**Available data:**
⟨
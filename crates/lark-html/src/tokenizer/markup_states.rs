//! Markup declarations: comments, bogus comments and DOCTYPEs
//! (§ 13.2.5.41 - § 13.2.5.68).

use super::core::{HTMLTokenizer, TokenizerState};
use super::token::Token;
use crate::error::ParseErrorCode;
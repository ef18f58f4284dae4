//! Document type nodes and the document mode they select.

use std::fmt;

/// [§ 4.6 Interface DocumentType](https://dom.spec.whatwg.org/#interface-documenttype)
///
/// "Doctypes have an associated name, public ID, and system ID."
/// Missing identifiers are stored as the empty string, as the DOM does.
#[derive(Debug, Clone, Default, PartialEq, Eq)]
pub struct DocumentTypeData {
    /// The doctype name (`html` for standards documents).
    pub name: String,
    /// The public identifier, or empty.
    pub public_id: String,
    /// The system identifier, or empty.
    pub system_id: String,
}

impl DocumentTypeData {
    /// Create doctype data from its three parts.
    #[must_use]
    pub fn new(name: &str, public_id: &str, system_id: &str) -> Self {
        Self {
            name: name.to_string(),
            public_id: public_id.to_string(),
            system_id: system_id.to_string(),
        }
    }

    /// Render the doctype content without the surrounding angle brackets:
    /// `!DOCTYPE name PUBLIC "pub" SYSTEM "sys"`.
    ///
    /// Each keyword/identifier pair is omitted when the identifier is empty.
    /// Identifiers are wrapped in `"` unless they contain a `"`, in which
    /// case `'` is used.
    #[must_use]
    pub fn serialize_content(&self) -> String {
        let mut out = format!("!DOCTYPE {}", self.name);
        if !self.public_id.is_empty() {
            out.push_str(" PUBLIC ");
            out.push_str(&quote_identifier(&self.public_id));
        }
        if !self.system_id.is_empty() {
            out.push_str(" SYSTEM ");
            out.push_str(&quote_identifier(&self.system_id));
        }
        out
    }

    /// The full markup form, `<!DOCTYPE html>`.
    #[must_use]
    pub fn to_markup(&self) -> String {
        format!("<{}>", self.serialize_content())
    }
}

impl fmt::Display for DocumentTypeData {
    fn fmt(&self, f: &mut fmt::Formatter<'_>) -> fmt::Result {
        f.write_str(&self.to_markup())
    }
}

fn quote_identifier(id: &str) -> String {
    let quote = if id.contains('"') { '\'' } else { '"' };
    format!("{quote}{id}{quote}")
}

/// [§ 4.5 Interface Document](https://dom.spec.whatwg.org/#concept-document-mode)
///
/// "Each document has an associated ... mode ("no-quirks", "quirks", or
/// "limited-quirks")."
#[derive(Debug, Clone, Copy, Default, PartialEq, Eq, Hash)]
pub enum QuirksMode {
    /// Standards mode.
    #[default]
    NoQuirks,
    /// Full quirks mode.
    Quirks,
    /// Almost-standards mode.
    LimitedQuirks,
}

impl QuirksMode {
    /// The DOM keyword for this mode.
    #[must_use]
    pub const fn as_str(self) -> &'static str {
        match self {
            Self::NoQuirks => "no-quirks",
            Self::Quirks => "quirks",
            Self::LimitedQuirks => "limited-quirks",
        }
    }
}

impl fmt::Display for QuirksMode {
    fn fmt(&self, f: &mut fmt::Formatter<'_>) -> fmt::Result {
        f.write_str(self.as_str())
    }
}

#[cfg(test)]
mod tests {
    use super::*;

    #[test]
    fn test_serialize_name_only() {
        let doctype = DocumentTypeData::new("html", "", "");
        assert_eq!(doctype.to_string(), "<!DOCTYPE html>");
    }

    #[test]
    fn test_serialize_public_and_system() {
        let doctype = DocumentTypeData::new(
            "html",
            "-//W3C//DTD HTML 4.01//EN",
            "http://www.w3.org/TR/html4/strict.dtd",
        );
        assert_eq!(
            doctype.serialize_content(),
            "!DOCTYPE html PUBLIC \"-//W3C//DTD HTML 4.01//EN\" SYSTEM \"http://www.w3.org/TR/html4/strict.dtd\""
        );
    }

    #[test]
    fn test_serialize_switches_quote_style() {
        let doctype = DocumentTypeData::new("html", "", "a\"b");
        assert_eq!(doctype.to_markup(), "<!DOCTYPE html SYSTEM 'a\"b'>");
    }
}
⟩
⟨
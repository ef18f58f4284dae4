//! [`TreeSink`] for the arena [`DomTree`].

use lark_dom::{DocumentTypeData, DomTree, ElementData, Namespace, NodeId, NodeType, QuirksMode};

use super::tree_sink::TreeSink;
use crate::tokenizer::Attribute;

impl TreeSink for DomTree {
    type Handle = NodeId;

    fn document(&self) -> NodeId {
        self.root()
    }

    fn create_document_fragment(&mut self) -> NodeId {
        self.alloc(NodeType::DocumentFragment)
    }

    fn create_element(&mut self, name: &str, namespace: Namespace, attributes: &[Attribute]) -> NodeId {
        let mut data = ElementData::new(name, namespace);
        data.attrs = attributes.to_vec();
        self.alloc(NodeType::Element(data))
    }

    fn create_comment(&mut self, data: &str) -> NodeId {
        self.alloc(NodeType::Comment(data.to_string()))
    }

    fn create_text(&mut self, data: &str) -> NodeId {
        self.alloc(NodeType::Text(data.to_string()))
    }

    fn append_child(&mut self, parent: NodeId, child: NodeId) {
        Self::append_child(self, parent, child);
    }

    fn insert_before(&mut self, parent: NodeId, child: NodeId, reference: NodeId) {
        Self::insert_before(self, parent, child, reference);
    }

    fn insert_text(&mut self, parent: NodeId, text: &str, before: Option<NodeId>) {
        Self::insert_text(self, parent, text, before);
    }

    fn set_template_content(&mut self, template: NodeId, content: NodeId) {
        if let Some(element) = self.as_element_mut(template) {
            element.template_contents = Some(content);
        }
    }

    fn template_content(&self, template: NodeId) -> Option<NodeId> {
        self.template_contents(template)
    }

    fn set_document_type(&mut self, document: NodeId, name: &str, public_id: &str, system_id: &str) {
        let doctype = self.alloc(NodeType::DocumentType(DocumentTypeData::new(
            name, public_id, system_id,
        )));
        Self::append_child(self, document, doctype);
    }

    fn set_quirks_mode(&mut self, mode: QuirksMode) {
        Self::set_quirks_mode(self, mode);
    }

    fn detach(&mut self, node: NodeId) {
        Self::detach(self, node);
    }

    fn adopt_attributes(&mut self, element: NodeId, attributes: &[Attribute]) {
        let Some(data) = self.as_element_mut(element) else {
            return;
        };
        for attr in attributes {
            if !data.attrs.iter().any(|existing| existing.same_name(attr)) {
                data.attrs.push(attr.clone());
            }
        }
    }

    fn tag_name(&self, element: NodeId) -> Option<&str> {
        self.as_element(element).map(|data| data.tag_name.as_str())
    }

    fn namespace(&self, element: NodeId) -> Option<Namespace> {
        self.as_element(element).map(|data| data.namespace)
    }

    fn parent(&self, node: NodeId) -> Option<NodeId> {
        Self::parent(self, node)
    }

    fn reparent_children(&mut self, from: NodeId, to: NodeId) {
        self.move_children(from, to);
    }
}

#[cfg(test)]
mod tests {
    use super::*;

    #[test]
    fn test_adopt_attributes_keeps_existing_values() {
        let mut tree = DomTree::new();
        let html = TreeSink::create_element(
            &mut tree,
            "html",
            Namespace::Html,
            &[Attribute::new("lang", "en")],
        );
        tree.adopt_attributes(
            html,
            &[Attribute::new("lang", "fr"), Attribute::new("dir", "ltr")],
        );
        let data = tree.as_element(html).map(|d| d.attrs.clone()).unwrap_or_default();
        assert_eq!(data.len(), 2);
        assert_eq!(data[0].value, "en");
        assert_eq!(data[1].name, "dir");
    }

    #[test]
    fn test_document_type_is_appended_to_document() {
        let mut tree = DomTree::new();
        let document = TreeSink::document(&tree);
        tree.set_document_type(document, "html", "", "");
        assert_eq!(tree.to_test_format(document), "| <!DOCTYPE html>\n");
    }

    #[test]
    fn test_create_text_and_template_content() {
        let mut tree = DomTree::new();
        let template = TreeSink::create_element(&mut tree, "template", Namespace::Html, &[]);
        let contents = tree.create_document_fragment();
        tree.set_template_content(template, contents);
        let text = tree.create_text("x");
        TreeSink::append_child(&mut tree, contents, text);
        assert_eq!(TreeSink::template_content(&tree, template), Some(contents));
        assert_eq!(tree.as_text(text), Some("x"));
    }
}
⟩
⟨
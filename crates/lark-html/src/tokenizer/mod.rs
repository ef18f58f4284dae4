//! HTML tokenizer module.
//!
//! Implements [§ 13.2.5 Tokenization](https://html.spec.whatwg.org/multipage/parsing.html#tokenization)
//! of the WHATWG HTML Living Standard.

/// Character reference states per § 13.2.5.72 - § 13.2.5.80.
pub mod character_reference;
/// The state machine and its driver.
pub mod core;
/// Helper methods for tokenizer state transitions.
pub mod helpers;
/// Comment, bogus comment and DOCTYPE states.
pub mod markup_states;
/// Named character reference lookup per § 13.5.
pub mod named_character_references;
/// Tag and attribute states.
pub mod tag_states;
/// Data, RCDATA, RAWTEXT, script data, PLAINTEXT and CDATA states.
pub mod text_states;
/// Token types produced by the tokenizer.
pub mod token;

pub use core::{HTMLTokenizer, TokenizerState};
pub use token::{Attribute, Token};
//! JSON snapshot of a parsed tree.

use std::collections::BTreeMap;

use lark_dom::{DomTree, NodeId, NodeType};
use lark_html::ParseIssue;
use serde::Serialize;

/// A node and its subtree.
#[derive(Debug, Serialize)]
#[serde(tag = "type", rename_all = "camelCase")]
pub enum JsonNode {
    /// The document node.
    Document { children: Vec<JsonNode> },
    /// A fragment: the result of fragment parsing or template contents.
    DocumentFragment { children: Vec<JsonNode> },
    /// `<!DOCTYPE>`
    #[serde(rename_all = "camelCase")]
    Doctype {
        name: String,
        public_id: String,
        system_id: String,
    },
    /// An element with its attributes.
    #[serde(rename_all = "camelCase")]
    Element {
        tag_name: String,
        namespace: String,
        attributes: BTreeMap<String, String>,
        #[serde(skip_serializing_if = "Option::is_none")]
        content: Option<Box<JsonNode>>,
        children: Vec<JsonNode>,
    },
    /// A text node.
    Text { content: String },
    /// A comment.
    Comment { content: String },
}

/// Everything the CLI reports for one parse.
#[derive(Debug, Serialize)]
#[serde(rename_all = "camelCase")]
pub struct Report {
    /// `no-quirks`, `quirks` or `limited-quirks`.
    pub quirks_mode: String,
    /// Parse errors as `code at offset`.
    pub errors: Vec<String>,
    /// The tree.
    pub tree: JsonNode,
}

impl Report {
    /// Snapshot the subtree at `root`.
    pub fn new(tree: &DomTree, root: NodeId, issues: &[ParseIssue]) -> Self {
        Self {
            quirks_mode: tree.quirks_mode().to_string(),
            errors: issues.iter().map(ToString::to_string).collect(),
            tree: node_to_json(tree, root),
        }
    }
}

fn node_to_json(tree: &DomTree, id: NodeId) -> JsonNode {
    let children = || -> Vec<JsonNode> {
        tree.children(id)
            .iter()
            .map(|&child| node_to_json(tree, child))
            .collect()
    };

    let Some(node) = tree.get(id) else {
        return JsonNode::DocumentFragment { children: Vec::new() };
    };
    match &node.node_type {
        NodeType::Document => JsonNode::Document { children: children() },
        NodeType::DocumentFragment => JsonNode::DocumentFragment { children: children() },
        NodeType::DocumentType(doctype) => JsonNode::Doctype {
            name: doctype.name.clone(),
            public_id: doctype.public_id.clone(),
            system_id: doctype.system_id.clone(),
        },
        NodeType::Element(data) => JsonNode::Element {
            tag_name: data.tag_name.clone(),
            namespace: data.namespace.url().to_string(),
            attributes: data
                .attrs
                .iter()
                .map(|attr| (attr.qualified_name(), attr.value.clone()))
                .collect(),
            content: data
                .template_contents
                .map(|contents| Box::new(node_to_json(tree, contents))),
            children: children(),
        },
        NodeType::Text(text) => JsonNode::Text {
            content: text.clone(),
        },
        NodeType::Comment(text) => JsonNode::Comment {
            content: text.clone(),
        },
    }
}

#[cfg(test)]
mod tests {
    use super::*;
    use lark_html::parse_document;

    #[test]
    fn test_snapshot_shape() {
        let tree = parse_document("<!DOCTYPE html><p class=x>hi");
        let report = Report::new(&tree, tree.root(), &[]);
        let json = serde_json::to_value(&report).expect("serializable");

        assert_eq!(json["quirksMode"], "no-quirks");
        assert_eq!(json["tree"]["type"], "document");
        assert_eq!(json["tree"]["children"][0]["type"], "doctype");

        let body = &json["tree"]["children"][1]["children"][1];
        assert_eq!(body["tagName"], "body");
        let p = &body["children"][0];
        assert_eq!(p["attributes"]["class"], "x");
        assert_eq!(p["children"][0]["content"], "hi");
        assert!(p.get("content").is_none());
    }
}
⟩
**Exercise details:** Nothing but a number should be given: how many lines in the listing hold the word "spec".

**Answer below:** 3